Thanks to a two-year pilot program set to start in the fall, medical students in all four years of medical school soon will receive education and training based at the Riverpoint Campus, in Spokane. Even before that pilot program starts, public and private funding efforts are under way to make it permanent.
Under the pilot program, 20 students will begin their second year of medical school here in September, with 20 more second-year students to attend beginning in September 2014, says Doug Nadvornick, a spokesman for Washington State University Spokane.
Some first-, third-, and fourth-year medical-school students already currently receive education and training in Spokane.
WSU Spokane's facilities at the Riverpoint Campus, located in the University District east of downtown, make up the designated health sciences campus of the WSU system. The $78 million, 110,000-square-foot Biomedical and Health Sciences Building, which will be completed in late 2013, will be home to the WWAMI Spokane medical program.
Until then, medical students here will continue their education and training in other buildings on the Riverpoint Campus and clinical settings throughout the Spokane area.
WWAMI, which stands for Washington, Wyoming, Alaska, Montana, and Idaho, is a publicly funded partnership with the University of Washington School of Medicine, in which participating medical students from the five states receive much of their medical training in rural communities.
The pilot program will mark the first time that any medical students participating in the 41-year-old WWAMI program will be able to attend their second year of medical education outside of Seattle.
"We've got a $5 million request in front of the Legislature for continued funding and another $2 million to pay for equipment and researchers who will be part of that program," Nadvornick says.
Spokane physicians have provided clinical training for third- and fourth-year students since the WWAMI program was launched in 1971. WWAMI Spokane also began training first-year UW medical students in partnership with WSU Spokane in 2008. WWAMI currently has 60 medical students here and 220 medical students across the five-state program.
The pilot program here will aim to demonstrate the potential to expand the second year of medical school throughout the WWAMI program, and it proposes to adapt the second-year curriculum to make it more useful to students, Nadvornick says.
The second year of the WWAMI program, as it's currently held at the UW School of Medicine, is heavily lecture based, Nadvornick says. For the pilot here, the medical school aims to make the second year more case based.
"Students will have less lecture, but will go into classrooms and try to solve more problems," Nadvornick says. "The UW says it thinks it can do that and wants to test it in Spokane."
After the pilot, it will be up to the Legislature to fund it on a permanent basis, he says.

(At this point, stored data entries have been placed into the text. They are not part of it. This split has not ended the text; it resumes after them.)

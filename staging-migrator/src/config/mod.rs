//! Configuration loading.
//!
//! Every tunable of the migration jobs lives in [`MigratorConfig`]. Defaults
//! reproduce the values the jobs were first run with; an optional TOML file,
//! then environment variables, then CLI flags override them in that order.

mod error;
mod file;
mod palette;

pub use error::ConfigError;
pub use palette::LabelPalette;

use crate::rate_limit::RetryPolicy;
use file::ConfigFile;
use std::path::Path;
use std::time::Duration;
use tracing::{debug, info};

/// Environment variable overriding [`MigratorConfig::repo`].
pub const REPO_ENV: &str = "MIGRATOR_REPO";

/// Environment variable overriding both job delays, in milliseconds.
pub const DELAY_ENV: &str = "MIGRATOR_DELAY_MS";

/// Naming formats for cross-reference labels (Handlebars, `{{id}}` is the meta-issue id).
#[derive(Debug, Clone, PartialEq, Eq)]
pub struct CrossRefLabels {
    /// Label name format.
    pub label_format: String,
    /// Label description format.
    pub description_format: String,
}

impl Default for CrossRefLabels {
    fn default() -> Self {
        Self {
            label_format: "v4:{{id}}".to_string(),
            description_format: "Affected by V4 meta-issue #{{id}}".to_string(),
        }
    }
}

/// Settings shared by the importer and the cross-reference labeler.
#[derive(Debug, Clone, PartialEq, Eq)]
pub struct MigratorConfig {
    /// Destination repository, `owner/name`.
    pub repo: String,

    /// Tracker CLI executable.
    pub program: String,

    /// Fixed pause after every call made by the importer.
    pub import_delay: Duration,

    /// Fixed pause after every call made by the cross-reference labeler.
    pub crossref_delay: Duration,

    /// Log a label provisioning line every N labels.
    pub label_progress_every: usize,

    /// Log an issue creation line every N successful issues.
    pub issue_progress_every: usize,

    /// Characters of stderr kept when an issue creation fails.
    pub issue_error_excerpt: usize,

    /// Characters of stderr kept when a label apply fails.
    pub label_error_excerpt: usize,

    /// Maximum issues listed when checking for existing titles.
    pub issue_list_limit: usize,

    /// Backoff for rate-limited calls.
    pub retry: RetryPolicy,

    /// Label colors.
    pub palette: LabelPalette,

    /// Cross-reference label naming.
    pub crossref: CrossRefLabels,
}

impl Default for MigratorConfig {
    fn default() -> Self {
        Self {
            repo: "t3rm1nu55/NYQST-BuildPack-Staging".to_string(),
            program: "gh".to_string(),
            import_delay: Duration::from_millis(500),
            crossref_delay: Duration::from_millis(300),
            label_progress_every: 20,
            issue_progress_every: 10,
            issue_error_excerpt: 100,
            label_error_excerpt: 80,
            issue_list_limit: 2000,
            retry: RetryPolicy::default(),
            palette: LabelPalette::default(),
            crossref: CrossRefLabels::default(),
        }
    }
}

impl MigratorConfig {
    /// Loads configuration from an optional TOML file and the environment.
    ///
    /// # Errors
    ///
    /// Returns [`ConfigError`] if the file can't be read or parsed, or if the
    /// resulting configuration fails validation.
    pub fn load(path: Option<&Path>) -> Result<Self, ConfigError> {
        let mut config = Self::default();

        if let Some(path) = path {
            info!(path = %path.display(), "Loading config file");
            let content = std::fs::read_to_string(path).map_err(|e| ConfigError::IoError {
                path: path.display().to_string(),
                source: e,
            })?;
            let file: ConfigFile = toml::from_str(&content).map_err(|e| ConfigError::TomlError {
                path: path.display().to_string(),
                source: e,
            })?;
            config.merge_file(file)?;
        }

        config.apply_env_overrides()?;
        config.validate()?;
        Ok(config)
    }

    /// Applies [`REPO_ENV`] and [`DELAY_ENV`] when set.
    ///
    /// # Errors
    ///
    /// Returns [`ConfigError::ValidationError`] if the delay isn't an integer.
    pub fn apply_env_overrides(&mut self) -> Result<(), ConfigError> {
        if let Ok(repo) = std::env::var(REPO_ENV) {
            debug!(repo = %repo, "Repository overridden from environment");
            self.repo = repo;
        }

        if let Ok(raw) = std::env::var(DELAY_ENV) {
            let millis: u64 = raw.trim().parse().map_err(|_| ConfigError::ValidationError {
                field: DELAY_ENV.to_string(),
                message: format!("'{raw}' is not a number of milliseconds"),
            })?;
            debug!(millis, "Delays overridden from environment");
            self.set_delay(Duration::from_millis(millis));
        }

        Ok(())
    }

    /// Sets the same fixed delay for both jobs.
    pub fn set_delay(&mut self, delay: Duration) {
        self.import_delay = delay;
        self.crossref_delay = delay;
    }

    /// Validates the configuration.
    ///
    /// # Errors
    ///
    /// Returns [`ConfigError::ValidationError`] naming the first invalid field.
    pub fn validate(&self) -> Result<(), ConfigError> {
        let mut parts = self.repo.split('/');
        let well_formed = matches!(
            (parts.next(), parts.next(), parts.next()),
            (Some(owner), Some(name), None) if !owner.is_empty() && !name.is_empty()
        );
        if !well_formed {
            return Err(ConfigError::ValidationError {
                field: "repo".to_string(),
                message: format!("'{}' is not in owner/name form", self.repo),
            });
        }

        if self.program.trim().is_empty() {
            return Err(invalid("program", "must not be empty"));
        }
        if self.label_progress_every == 0 {
            return Err(invalid("label-progress-every", "must be at least 1"));
        }
        if self.issue_progress_every == 0 {
            return Err(invalid("issue-progress-every", "must be at least 1"));
        }
        if self.issue_list_limit == 0 {
            return Err(invalid("issue-list-limit", "must be at least 1"));
        }
        if self.retry.max_attempts() == 0 {
            return Err(invalid("retry.max-attempts", "must be at least 1"));
        }

        self.palette.validate()
    }

    fn merge_file(&mut self, file: ConfigFile) -> Result<(), ConfigError> {
        if let Some(repo) = file.repo {
            self.repo = repo;
        }
        if let Some(program) = file.program {
            self.program = program;
        }
        if let Some(ms) = file.import_delay_ms {
            self.import_delay = Duration::from_millis(ms);
        }
        if let Some(ms) = file.crossref_delay_ms {
            self.crossref_delay = Duration::from_millis(ms);
        }
        if let Some(every) = file.label_progress_every {
            self.label_progress_every = every;
        }
        if let Some(every) = file.issue_progress_every {
            self.issue_progress_every = every;
        }
        if let Some(len) = file.issue_error_excerpt {
            self.issue_error_excerpt = len;
        }
        if let Some(len) = file.label_error_excerpt {
            self.label_error_excerpt = len;
        }
        if let Some(limit) = file.issue_list_limit {
            self.issue_list_limit = limit;
        }

        self.retry = RetryPolicy::new(
            file.retry.max_attempts.unwrap_or(self.retry.max_attempts()),
            file.retry
                .base_delay_ms
                .map_or(self.retry.base_delay(), Duration::from_millis),
            file.retry
                .max_delay_ms
                .map_or(self.retry.max_delay(), Duration::from_millis),
        );

        let palette = file.palette;
        if let Some(color) = palette.default_color {
            self.palette.default_color = color;
        }
        if let Some(run) = palette.fallback_run {
            self.palette.fallback_run = run;
        }
        self.palette.source_colors.extend(palette.source_colors);
        self.palette.run_colors.extend(palette.run_colors);
        for (key, run) in palette.meta_runs {
            let id: u64 = key.parse().map_err(|_| ConfigError::ValidationError {
                field: format!("palette.meta-runs.{key}"),
                message: "meta-issue ids must be integers".to_string(),
            })?;
            self.palette.meta_runs.insert(id, run);
        }

        if let Some(format) = file.crossref.label_format {
            self.crossref.label_format = format;
        }
        if let Some(format) = file.crossref.description_format {
            self.crossref.description_format = format;
        }

        Ok(())
    }
}

fn invalid(field: &str, message: &str) -> ConfigError {
    ConfigError::ValidationError {
        field: field.to_string(),
        message: message.to_string(),
    }
}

While the WWAMI program has been cited as a national model for training physicians in rural areas, the current number of admissions into the program isn't keeping up with the need for rural physicians, says Ken Roberts, director of the Spokane unit of WWAMI.
Roberts is part of a team of educators working to develop the curriculum here for the pilot project.
He says WWAMI Spokane currently has a faculty of 12 educators, who are augmented by postdoctoral researchers and ancillary laboratory researchers.
The pilot project will add a "fairly robust number" of about 11 faculty members, he says.
At 120 students per year, the school would require total faculty of 52.
"For a medical school, that's considered tiny," Roberts says. "That's just where we would need to be to get launched, and we would grow from there over time."
Greater Spokane Incorporated, Spokane's combined chamber of commerce and economic development council, sees the medical school funding as a priority for the region.
So far, the community has committed $4 million to support the second-year program and recruit faculty and researchers here, says Rich Hadley, president and CEO of GSI. The funds include about $2 million granted by the Health Sciences & Services Authority of Spokane County and $850,000 from the Empire Health Foundation, he says.
Most recently, a private effort to raise $1.4 million is nearly complete, Hadley says.
"Private efforts in the Spokane business community have been a dominant and dynamic influence in getting a medical school for Spokane," he says. "Now, without a doubt, WSU and UW have money in the game and are engaged financially."
Hadley says he's confident that state lawmakers also will support current funding requests pertaining to the medical school here.
GSI led an 87-person delegation to Olympia last month to advocate a regional agenda that includes expanding medical education here.
"There's overwhelming awareness in the Legislature, partly because of the great work the community did to push for budgeting for the new building," Hadley says.
Now, GSI is attempting to persuade the Legislature and the governor's office that the economic impact of a four-year medical school here will reach beyond the Spokane region to benefit the entire state.
GSI commissioned a study a few years ago that estimated the statewide economic impact of a four-year medical school in Spokane would exceed $2 billion and create 12,000 jobs by 2030, Hadley says. Of that, the economic impact here would be $1.6 billionand 9,000 jobs, he says.
Those estimates assume a four-year medical school here would grow to admit 120 students annually and attract other growth in biomedical and health science programs, he says.
"Our goal is to increase it to have 120 students ultimately per year," Hadley says. "That will require an investment by the Legislature each biennium." he says.
As part of its lobbying efforts, GSA provided lawmakers with maps showing hometowns of their constituents in the WWAMI Spokane program and in the WSU College of Pharmacy, which also will move to the Riverpoint Campus, Hadley says.